After a few hours of digging through some dollar drivers, I can tell you it’s driven by two main factors:

  • Rate sensitivity

  • Volatility regimes

This makes economic sense, as rates essentially drive a currency’s attractiveness from a carry perspective.

Then, on volatility, the dollar being a safe haven, higher volatility regimes drive capital into the DXY index.

Equity Factor Models, InvestiBrew

Drilling into the 2020-Present window, you can see how much TLT/SHY (a yield curve proxy) has deviated into positive territory.

This essentially means an outperformance premium has been harvested through the “easy money” and loose rate policy years of the recent past.

It also means the TLT/SHY spread could pop and rally in the coming months, which is consistent with a broader defensive rotation.

Now,

This covers the rate side of the equation. We can move on to the volatility regime take and figure this thing out:

VIX Historical Levels, InvestiBrew

Ever since Liberation Day (April 2025), the volatility index has compressed to pretty boring levels.

This is, of course, bearish for the dollar as there is no reason to seek out its protective characteristics.

However, last week’s price action in what seemed “safe” is showing you that this narrative may soon change.

S&P 500, Bitcoin, Silver, Gold.
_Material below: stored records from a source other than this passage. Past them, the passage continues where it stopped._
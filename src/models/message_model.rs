//! models/message_model.rs
//! Borradores de mensaje (uno por destinatario) y la vista previa.

use std::sync::Arc;

use serde::{Deserialize, Serialize};

use crate::models::customer_model::CustomerRecord;

/// Imagen subida, guardada como data URI (data:<mime>;base64,<...>)
#[derive(Debug, Clone, PartialEq, Eq, Serialize)]
pub struct ImageAttachment {
    pub content_type: String,
    pub size: usize,
    pub data_uri: String,
}

impl ImageAttachment {
    pub fn from_bytes(content_type: &str, data: &[u8]) -> Self {
        Self {
            content_type: content_type.to_string(),
            size: data.len(),
            data_uri: format!("data:{};base64,{}", content_type, base64::encode(data)),
        }
    }
}

/// Mensaje personalizado, todavía sin enviar.
/// La imagen es la misma referencia para todo el lote.
#[derive(Debug, Clone, Serialize)]
pub struct MessageDraft {
    pub recipient: CustomerRecord,
    pub content: String,
    pub image: Option<Arc<ImageAttachment>>,
}

#[derive(Debug, Clone, Deserialize)]
pub struct GenerateMessagesRequest {
    pub template: String,
}

/// Una tarjeta de la vista previa
#[derive(Debug, Clone, Serialize)]
pub struct MessagePreview {
    pub to: String,
    pub content: String,
    pub image: Option<String>,
}

/// POST/GET /api/sessions/{id}/messages
#[derive(Debug, Clone, Serialize)]
pub struct PreviewResponse {
    pub success: bool,
    pub count: usize,
    /// Placeholders del template sin columna en el CSV
    pub unknown_placeholders: Vec<String>,
    pub messages: Vec<MessagePreview>,
}

#[derive(Debug, Clone, Serialize)]
pub struct ImageUploadResponse {
    pub success: bool,
    pub content_type: Option<String>,
    pub size: usize,
    pub stale: bool,
}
A sudden volatility whipsaw, which makes the bull case for the dollar a bit more attractive to traders and risk managers.

Now let’s get into the last piece of the puzzle, a take that’s more economics-focused in this case.

PMI Trade Balances, InvestiBrew

Trade balances can also help you decide where the next leg of a country’s currency may be headed.

For the United States, through PMI data, you can spot the month-to-month trends in these balances without having to wait for the quarterly data to be released.

Pinpoint the periods where these balances swung the hardest:

  • January 2022

  • September 2022

  • June 2024

  • January 2025

Subsequently, this is also when the TLT/SHY and the VIX also had significant swings affecting the dollar price action in the same fundamental manner, which I’ve explained.

TLT/SHY - DXY, Thinkorswim

It all lines up economically and statistically in this dollar breakdown.

With these tools at your disposal, you can now put it all together through three pretty reliable factors:

  • TLT/SHY (rates) regime shifts

  • Trade balances

  • VIX seasonality

Let’s paint the entire picture then:

DXY Index, Thinkorswim

I’ve annotated it all for you during each of the periods of interest, which leads us to the present-day selloff in DXY.

For it to recover, we’d need to see the following:

  • A TLT/SHY spread rally with an accompanying 10Y-2Y yield curve swing

  • Positive trade balances

  • Rising VIX regimes

So far, we seem to be getting one of three in TLT/SHY, and the premium harvesting model shows the spread is pregnant with upside when the next five years are considered.

Trade balances will be updated this week once we receive both the manufacturing and services PMI data.

Then all we would need is a higher VIX, and voila, the DXY index can break out and recover through 2026. 📈 

IVE/IVW Z-score Time Series, InvestiBrew

The deviations in the IVE/IVW spreads are one last signal I’m looking for, especially as the current regime suggests a big premium buildup in the spread for the next five-year period.

An environment where IVE (value) outperforms IVW (growth) also means a defensive rotation in the market overall.

Guess what?

Defensive = Dollar bullish.

When I posted this research in my private community, the index traded at $96.50.

We closed on Friday at $97.14.

So I guess the model is working (?).